How to appropriate a plant

Visiting “Rooted Beings” at Wellcome Collection, London for the Telegraph, 24 March 2022

“Take a moment to draw a cosmic breath with your whole body, slower than any breath you have ever taken in your life.” Over headphones, Eduardo Navarro and philosopher Michael Marder guide my contemplation of Navarro’s drawings, where human figures send roots into the ground and reach with hands-made-leaves into the sky. They’re drawn with charcoal and natural pigments on envelopes containing the seeds of London plane trees. When the exhibition is over, the envelopes will be planted in a rite of burial and rebirth.

What are plants? Garden-centre curios? Magical objects? Medicines? Or trade goods? It’s hard for us to think of plants outside of the uses we put them to, and the five altars of Vegetal Matrix by Chilean artist Patricia Dominguez celebrate (if that is quite the word) their multiple social identities. One shrine contains a medicinal bark, quinine; in another, flowers of toxic Brugmansia, an assassin’s stock-in-trade; In the third sits a mandrake root, carved into the shape of a woman. Dominguez’s artistic research sits at the centre of a section of the exhibition entitled “Colonial violence and indigenous knowledge”.
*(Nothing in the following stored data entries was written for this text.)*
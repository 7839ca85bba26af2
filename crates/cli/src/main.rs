use std::fs::{self, OpenOptions};
use std::sync::{Arc, Mutex};

use anyhow::{Context, Result};
use clap::{Parser, Subcommand};
use tracing::{info, warn};
use tracing_subscriber::EnvFilter;
use uikit_identity::LocalIdentityProvider;
use uikit_tui::Shell;
use uikit_types::ThemeMode;
use uikit_util::{AppConfig, PUBLISHABLE_KEY_ENV, UserPreferences, log_file_path};

/// Terminal demos for the UI kit.
#[derive(Debug, Parser)]
#[command(name = "uikit", version, about)]
struct Cli {
    /// Identity provider publishable key (pk_test_... or pk_live_...)
    #[arg(long, global = true, env = PUBLISHABLE_KEY_ENV)]
    publishable_key: Option<String>,

    /// Theme for this session; overrides the saved preference
    #[arg(long, global = true)]
    theme: Option<ThemeMode>,

    #[command(subcommand)]
    command: Option<Command>,
}

#[derive(Debug, Subcommand)]
enum Command {
    /// Routed dashboard with sign-in, gallery and command palette (default)
    Dashboard {
        /// Route to open first
        #[arg(long, default_value = "/")]
        path: String,

        /// Start with the demo account already signed in
        #[arg(long)]
        signed_in: bool,
    },
    /// Collapsible navigation rail
    Sidebar,
}

impl Cli {
    fn shell(&self) -> Shell {
        match self.command {
            Some(Command::Sidebar) => Shell::Sidebar,
            Some(Command::Dashboard { .. }) | None => Shell::Dashboard,
        }
    }

    fn initial_path(&self) -> Option<&str> {
        match &self.command {
            Some(Command::Dashboard { path, .. }) => Some(path.as_str()),
            _ => None,
        }
    }

    fn signed_in(&self) -> bool {
        matches!(self.command, Some(Command::Dashboard { signed_in: true, .. }))
    }
}

#[tokio::main]
async fn main() -> Result<()> {
    let cli = Cli::parse();
    // Validate before the terminal is touched so errors print normally.
    let config = AppConfig::new(cli.publishable_key.as_deref(), cli.initial_path(), cli.theme)?;
    init_tracing()?;

    let preferences = match UserPreferences::new() {
        Ok(preferences) => preferences,
        Err(error) => {
            warn!(%error, "preferences unavailable; using an in-memory store");
            UserPreferences::ephemeral()
        }
    };
    let mut identity = LocalIdentityProvider::new(config.publishable_key.as_str());
    if cli.signed_in() {
        identity = identity.signed_in();
    }

    let shell = cli.shell();
    info!(?shell, "launching");
    uikit_tui::run(shell, config, Arc::new(identity), Arc::new(preferences)).await
}

/// Sends tracing output to the log file; the terminal belongs to the UI.
fn init_tracing() -> Result<()> {
    let path = log_file_path();
    if let Some(parent) = path.parent() {
        fs::create_dir_all(parent).with_context(|| format!("create log directory {}", parent.display()))?;
    }
    let file = OpenOptions::new()
        .create(true)
        .append(true)
        .open(&path)
        .with_context(|| format!("open log file {}", path.display()))?;
    let filter = EnvFilter::try_from_default_env().unwrap_or_else(|_| EnvFilter::new("info"));
    let _ = tracing_subscriber::fmt()
        .with_env_filter(filter)
        .with_ansi(false)
        .with_writer(Mutex::new(file))
        .try_init();
    Ok(())
}

#[cfg(test)]
mod tests {
    use super::*;

    fn parse(args: &[&str]) -> Cli {
        temp_env::with_var_unset(PUBLISHABLE_KEY_ENV, || Cli::try_parse_from(args).expect("parse"))
    }

    #[test]
    fn defaults_to_dashboard_shell() {
        let cli = parse(&["uikit", "--publishable-key", "pk_test_abc"]);
        assert_eq!(cli.shell(), Shell::Dashboard);
        assert_eq!(cli.initial_path(), None);
        assert!(!cli.signed_in());
    }

    #[test]
    fn dashboard_subcommand_takes_path_and_theme() {
        let cli = parse(&["uikit", "dashboard", "--path", "/dashboard/components", "--theme", "light", "--signed-in"]);
        assert_eq!(cli.initial_path(), Some("/dashboard/components"));
        assert_eq!(cli.theme, Some(ThemeMode::Light));
        assert!(cli.signed_in());
    }

    #[test]
    fn sidebar_subcommand_selects_rail() {
        let cli = parse(&["uikit", "sidebar"]);
        assert_eq!(cli.shell(), Shell::Sidebar);
    }

    #[test]
    fn publishable_key_falls_back_to_environment() {
        let cli = temp_env::with_var(PUBLISHABLE_KEY_ENV, Some("pk_live_xyz"), || {
            Cli::try_parse_from(["uikit", "sidebar"]).expect("parse")
        });
        assert_eq!(cli.publishable_key.as_deref(), Some("pk_live_xyz"));
    }

    #[test]
    fn missing_key_is_a_config_error() {
        let cli = parse(&["uikit"]);
        let error = AppConfig::new(cli.publishable_key.as_deref(), None, None).expect_err("missing key");
        assert!(error.to_string().starts_with("Missing publishable key"));
    }

    #[test]
    fn unknown_theme_is_rejected_by_the_parser() {
        let result = temp_env::with_var_unset(PUBLISHABLE_KEY_ENV, || Cli::try_parse_from(["uikit", "--theme", "sepia"]));
        assert!(result.is_err());
    }
}
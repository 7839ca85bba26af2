//! Support code shared by the UI kit binaries: startup configuration,
//! persisted preferences, path handling and number formatting.

pub mod config;
pub mod number_format;
pub mod path_processing;
pub mod preferences;

pub use config::{AppConfig, ConfigError, LOG_PATH_ENV, PUBLISHABLE_KEY_ENV, PublishableKey, log_file_path, normalize_path};
pub use number_format::{format_inr, format_percent_change, group_indian};
pub use path_processing::expand_tilde;
pub use preferences::{PREFERENCES_PATH_ENV, PreferencesError, PreferencesPayload, UserPreferences};
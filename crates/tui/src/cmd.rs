//! # Effect Execution Layer
//!
//! This module is the boundary where the pure state updates of the app meet
//! side effects:
//! - Calls to the identity provider (session lookup, sign-in, sign-up,
//!   OAuth, sign-out)
//! - Writing the theme preference to disk
//!
//! ## Design
//! - [`Cmd`] is the effectful command type.
//! - [`from_effects`] translates state-driven [`Effect`]s into [`Cmd`]s.
//!   Navigation is not a command; the runtime applies it before this layer.
//! - [`run_from_effects`] executes commands. Quick ones finish inline and land
//!   in [`CommandBatch::immediate`]; identity calls are spawned and land in
//!   [`CommandBatch::pending`].
//!
//! Provider failures are logged with their detail and reach the UI only as
//! the flow's static failure message.

use std::sync::Arc;

use tokio::task::{JoinHandle, spawn};
use tracing::{debug, warn};
use uikit_identity::IdentityProvider;
use uikit_types::{AuthFlow, AuthOutcome, Effect, ExecOutcome, Msg, OAuthStrategy, SignUpDetails, ThemeMode};

use crate::app::App;

/// Side-effectful commands executed outside of pure state updates.
#[derive(Debug)]
pub enum Cmd {
    LoadSession,
    SignIn { email: String, password: String },
    SignUp(SignUpDetails),
    OAuth { flow: AuthFlow, strategy: OAuthStrategy },
    SignOut,
    PersistTheme(ThemeMode),
    /// Route a message back through the update loop.
    Dispatch(Msg),
}

/// Results of one pass over a list of effects.
#[derive(Debug, Default)]
pub struct CommandBatch {
    pub immediate: Vec<ExecOutcome>,
    pub pending: Vec<JoinHandle<ExecOutcome>>,
}

/// Convert application [`Effect`]s into [`Cmd`]s.
pub fn from_effects(effects: Vec<Effect>) -> Vec<Cmd> {
    effects
        .into_iter()
        .filter_map(|effect| match effect {
            Effect::LoadSession => Some(Cmd::LoadSession),
            Effect::SignIn { email, password } => Some(Cmd::SignIn { email, password }),
            Effect::SignUp(details) => Some(Cmd::SignUp(details)),
            Effect::OAuth { flow, strategy } => Some(Cmd::OAuth { flow, strategy }),
            Effect::SignOut => Some(Cmd::SignOut),
            Effect::PersistTheme(mode) => Some(Cmd::PersistTheme(mode)),
            Effect::SendMsg(msg) => Some(Cmd::Dispatch(msg)),
            Effect::Navigate(path) => {
                debug!(path = %path, "navigation reached the command layer; ignoring");
                None
            }
        })
        .collect()
}

/// Translate effects into commands and execute them.
pub fn run_from_effects(app: &mut App, effects: Vec<Effect>) -> CommandBatch {
    run_cmds(app, from_effects(effects))
}

/// Execute commands, spawning identity calls onto the Tokio runtime.
pub fn run_cmds(app: &mut App, commands: Vec<Cmd>) -> CommandBatch {
    let mut batch = CommandBatch::default();
    for command in commands {
        let identity = Arc::clone(&app.ctx.identity);
        match command {
            Cmd::LoadSession => batch.pending.push(spawn(load_session(identity))),
            Cmd::SignIn { email, password } => batch.pending.push(spawn(async move {
                let result = identity.sign_in(&email, &password).await;
                auth_outcome(AuthFlow::SignIn, result.map_err(|error| (error, AuthFlow::SignIn.failure_message())))
            })),
            Cmd::SignUp(details) => batch.pending.push(spawn(async move {
                let result = identity.sign_up(&details).await;
                auth_outcome(AuthFlow::SignUp, result.map_err(|error| (error, AuthFlow::SignUp.failure_message())))
            })),
            Cmd::OAuth { flow, strategy } => batch.pending.push(spawn(async move {
                let result = identity.authenticate_with_oauth(strategy).await;
                auth_outcome(flow, result.map_err(|error| (error, flow.oauth_failure_message())))
            })),
            Cmd::SignOut => batch.pending.push(spawn(sign_out(identity))),
            Cmd::PersistTheme(mode) => batch.immediate.push(persist_theme(app, mode)),
            Cmd::Dispatch(msg) => batch.immediate.push(ExecOutcome::Message(msg)),
        }
    }
    batch
}

async fn load_session(identity: Arc<dyn IdentityProvider>) -> ExecOutcome {
    match identity.current_session().await {
        Ok(session) => ExecOutcome::Message(Msg::SessionLoaded(session)),
        Err(error) => {
            warn!(%error, "session lookup failed; continuing signed out");
            ExecOutcome::Message(Msg::SessionLoaded(None))
        }
    }
}

async fn sign_out(identity: Arc<dyn IdentityProvider>) -> ExecOutcome {
    match identity.sign_out().await {
        Ok(()) => ExecOutcome::Message(Msg::SignedOut),
        Err(error) => {
            warn!(%error, "sign out failed");
            ExecOutcome::Log(format!("Sign out failed: {error}"))
        }
    }
}

fn auth_outcome(
    flow: AuthFlow,
    result: Result<uikit_types::Session, (uikit_identity::IdentityError, &'static str)>,
) -> ExecOutcome {
    let outcome = match result {
        Ok(session) => AuthOutcome::Succeeded { flow, session },
        Err((error, message)) => {
            warn!(?flow, %error, "authentication failed");
            AuthOutcome::Failed {
                flow,
                message: message.to_string(),
            }
        }
    };
    ExecOutcome::Message(Msg::AuthCompleted(outcome))
}

fn persist_theme(app: &App, mode: ThemeMode) -> ExecOutcome {
    match app.ctx.preferences.set_theme(mode) {
        Ok(()) => ExecOutcome::Log(format!("Theme set to {mode:?}")),
        Err(error) => {
            warn!(%error, "failed to persist theme preference");
            ExecOutcome::Log(format!("Failed to save theme: {error}"))
        }
    }
}

#[cfg(test)]
mod tests {
    use std::time::Duration;

    use uikit_identity::LocalIdentityProvider;
    use uikit_util::{AppConfig, UserPreferences};

    use super::*;
    use crate::app::Shell;

    fn app_with(provider: LocalIdentityProvider) -> App {
        App::new(
            Shell::Dashboard,
            &AppConfig::new(Some("pk_test_demo"), None, None).expect("config"),
            Arc::new(provider.with_latency(Duration::ZERO)),
            Arc::new(UserPreferences::ephemeral()),
        )
    }

    async fn single_pending(batch: CommandBatch) -> ExecOutcome {
        assert!(batch.immediate.is_empty());
        let mut pending = batch.pending;
        assert_eq!(pending.len(), 1);
        pending.remove(0).await.expect("join")
    }

    #[tokio::test]
    async fn load_session_reports_provider_session() {
        let mut app = app_with(LocalIdentityProvider::new("pk_test_demo").signed_in());
        let outcome = single_pending(run_from_effects(&mut app, vec![Effect::LoadSession])).await;
        let ExecOutcome::Message(Msg::SessionLoaded(Some(session))) = outcome else {
            panic!("unexpected outcome: {outcome:?}");
        };
        assert_eq!(session.user.email, "john@example.com");
    }

    #[tokio::test]
    async fn failed_sign_in_maps_to_static_message() {
        let mut app = app_with(LocalIdentityProvider::new("pk_test_demo"));
        let effect = Effect::SignIn {
            email: "john@example.com".into(),
            password: "wrong".into(),
        };
        let outcome = single_pending(run_from_effects(&mut app, vec![effect])).await;
        assert_eq!(
            outcome,
            ExecOutcome::Message(Msg::AuthCompleted(AuthOutcome::Failed {
                flow: AuthFlow::SignIn,
                message: "Invalid email or password".into(),
            }))
        );
    }

    #[tokio::test]
    async fn oauth_failure_uses_flow_specific_message() {
        let mut app = app_with(LocalIdentityProvider::new("pk_test_demo").without_oauth());
        let effect = Effect::OAuth {
            flow: AuthFlow::SignUp,
            strategy: OAuthStrategy::GitHub,
        };
        let outcome = single_pending(run_from_effects(&mut app, vec![effect])).await;
        assert_eq!(
            outcome,
            ExecOutcome::Message(Msg::AuthCompleted(AuthOutcome::Failed {
                flow: AuthFlow::SignUp,
                message: "OAuth sign up failed".into(),
            }))
        );
    }

    #[tokio::test]
    async fn sign_out_emits_signed_out() {
        let mut app = app_with(LocalIdentityProvider::new("pk_test_demo").signed_in());
        let outcome = single_pending(run_from_effects(&mut app, vec![Effect::SignOut])).await;
        assert_eq!(outcome, ExecOutcome::Message(Msg::SignedOut));
    }

    #[tokio::test]
    async fn quick_commands_complete_inline() {
        let mut app = app_with(LocalIdentityProvider::new("pk_test_demo"));
        let batch = run_from_effects(
            &mut app,
            vec![
                Effect::PersistTheme(ThemeMode::Light),
                Effect::SendMsg(Msg::ToggleTheme),
                Effect::Navigate("/".into()),
            ],
        );
        assert!(batch.pending.is_empty());
        assert_eq!(batch.immediate.len(), 2);
        assert_eq!(batch.immediate[1], ExecOutcome::Message(Msg::ToggleTheme));
        assert_eq!(app.ctx.preferences.theme(), Some(ThemeMode::Light));
    }
}
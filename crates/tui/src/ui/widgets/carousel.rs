use ratatui::{
    buffer::Buffer,
    layout::{Alignment, Constraint, Layout, Rect},
    style::{Modifier, Style},
    text::{Line, Span},
    widgets::{Block, BorderType, Paragraph, Widget},
};

use crate::ui::theme::Theme;

/// One slide at a time with prev/next arrows and pagination dots.
///
/// Slides are image URLs; a terminal cannot show the picture, so the slide
/// shows its number over a tinted panel with the source as a caption.
pub struct Carousel<'a> {
    theme: &'a dyn Theme,
    slides: &'a [&'a str],
    index: usize,
    focused: bool,
}

impl<'a> Carousel<'a> {
    pub fn new(theme: &'a dyn Theme, slides: &'a [&'a str], index: usize) -> Self {
        Self {
            theme,
            slides,
            index,
            focused: false,
        }
    }

    pub fn focused(mut self, focused: bool) -> Self {
        self.focused = focused;
        self
    }

    /// Splits the widget into slide, prev arrow, next arrow and dots rows.
    fn regions(area: Rect) -> (Rect, Rect, Rect, Rect) {
        let [body, dots] = Layout::vertical([Constraint::Min(3), Constraint::Length(1)]).areas(area);
        let [prev, slide, next] =
            Layout::horizontal([Constraint::Length(3), Constraint::Min(1), Constraint::Length(3)]).areas(body);
        (slide, prev, next, dots)
    }

    pub fn prev_area(area: Rect) -> Rect {
        Self::regions(area).1
    }

    pub fn next_area(area: Rect) -> Rect {
        Self::regions(area).2
    }

    /// Cell of each pagination dot, centered under the slide.
    pub fn dot_areas(area: Rect, count: usize) -> Vec<Rect> {
        let dots = Self::regions(area).3;
        let count = u16::try_from(count).unwrap_or(u16::MAX);
        let width = count.saturating_mul(2).saturating_sub(1).min(dots.width);
        let start = dots.x + (dots.width - width) / 2;
        (0..count)
            .map(|index| Rect::new(start + index * 2, dots.y, 1, 1))
            .filter(|dot| dot.x < dots.right())
            .collect()
    }
}

impl Widget for Carousel<'_> {
    fn render(self, area: Rect, buf: &mut Buffer) {
        let roles = self.theme.roles();
        let (slide, prev, next, _) = Self::regions(area);
        let arrow = |enabled: bool| {
            if enabled {
                self.theme.accent_emphasis_style()
            } else {
                self.theme.text_muted_style()
            }
        };
        let middle = |rect: Rect| Rect::new(rect.x, rect.y + rect.height / 2, rect.width, 1);
        Paragraph::new("‹").alignment(Alignment::Center).style(arrow(self.index > 0)).render(middle(prev), buf);
        Paragraph::new("›")
            .alignment(Alignment::Center)
            .style(arrow(self.index + 1 < self.slides.len()))
            .render(middle(next), buf);

        let tints = [roles.accent_primary, roles.success, roles.accent_secondary];
        let tint = tints[self.index % tints.len()];
        let block = Block::bordered()
            .border_type(BorderType::Rounded)
            .border_style(self.theme.border_style(self.focused))
            .style(Style::default().bg(tint).fg(roles.text_on_accent));
        let inner = block.inner(slide);
        block.render(slide, buf);
        let caption = self.slides.get(self.index).copied().unwrap_or_default();
        let lines = vec![
            Line::from(Span::styled(
                format!("Slide {}", self.index + 1),
                Style::default().add_modifier(Modifier::BOLD),
            )),
            Line::from(caption),
        ];
        let top = inner.y + inner.height.saturating_sub(2) / 2;
        let text_area = Rect::new(inner.x, top, inner.width, inner.height.min(2));
        Paragraph::new(lines).alignment(Alignment::Center).render(text_area, buf);

        for (index, dot) in Self::dot_areas(area, self.slides.len()).into_iter().enumerate() {
            let (symbol, style) = if index == self.index {
                ("●", self.theme.accent_emphasis_style())
            } else {
                ("○", self.theme.text_muted_style())
            };
            buf.set_string(dot.x, dot.y, symbol, style);
        }
    }
}

#[cfg(test)]
mod tests {
    use super::*;

    #[test]
    fn dots_are_centered_and_spaced() {
        let area = Rect::new(0, 0, 21, 8);
        let dots = Carousel::dot_areas(area, 3);
        assert_eq!(dots.len(), 3);
        assert_eq!(dots[0], Rect::new(8, 7, 1, 1));
        assert_eq!(dots[2].x - dots[0].x, 4);
    }
}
Going by the show’s interpretative material, the narrowly extractive use of plants is a white western idea. But the most exciting exhibits reveal otherwise. From 400 CE there’s a fragment of the world’s earliest surviving herbal, painted on papyrus (we have always admired plants for what we could get out of them). Also from the Wellcome archives, there’s a complex map describing the vegetal “middle realm” of Jain cosmology — obviously a serious effort to establish an intellectual hold on the blooming and buzzing confusion of the plant world. Trees and their associated wildlife are reduced to deceptively simple and captivating shapes in the work on paper of the artist Joseca, whose people, the Yanomami, have been extracting foods and medicines from the Amazon rainforest for generations. His vivid plant portraits are not some classic Linnaean effort at the classification of species, but emotionally they’re not far off. Joseca is establishing categories, not tearing them down.

Bracketing the section about how imperial forces have “appropriated” useful plants (and thank goodness for that! cries the crabbed reviewer, thinking of his stomach as usual) are more introspective spaces. Ingela Ihrman’s enormous Passion Flower costume dominates the first room: time your visit just right, and you will find the artist inhabiting the flower, and may even get to drink her nectar. Not much less playful are the absurdist visions — in textile, embroidery and collage — of Gözde Ilkin, for whom categories (between human and plant, between plant and fungi) exist to be demolished, creating peculiar, and peculiarly endearing vegetal-anthropoid forms.

“Wilderness” is the theme of the final room. There’s real desperation in the RESOLVE Collective’s effort to knap and chisel their way towards a wild relationship with the urban environment. Made of broken masonry and pipework, crates and split paving slabs, this, perhaps, is a glimpse of the Hobbesian wilderness that civilisation keeps at bay.

Nearby, Den 3 is the artist SOP’s wry evocation of the old romantic mistake, cladding misanthropy in the motley of the greenwood. Rather than vegetate on the couch during the Covid-19 pandemic, SOP built a den in nearby woods and there enjoyed a sort of pint-size “Walden Pond” experience — until lockdown relaxed and others began visiting the wood.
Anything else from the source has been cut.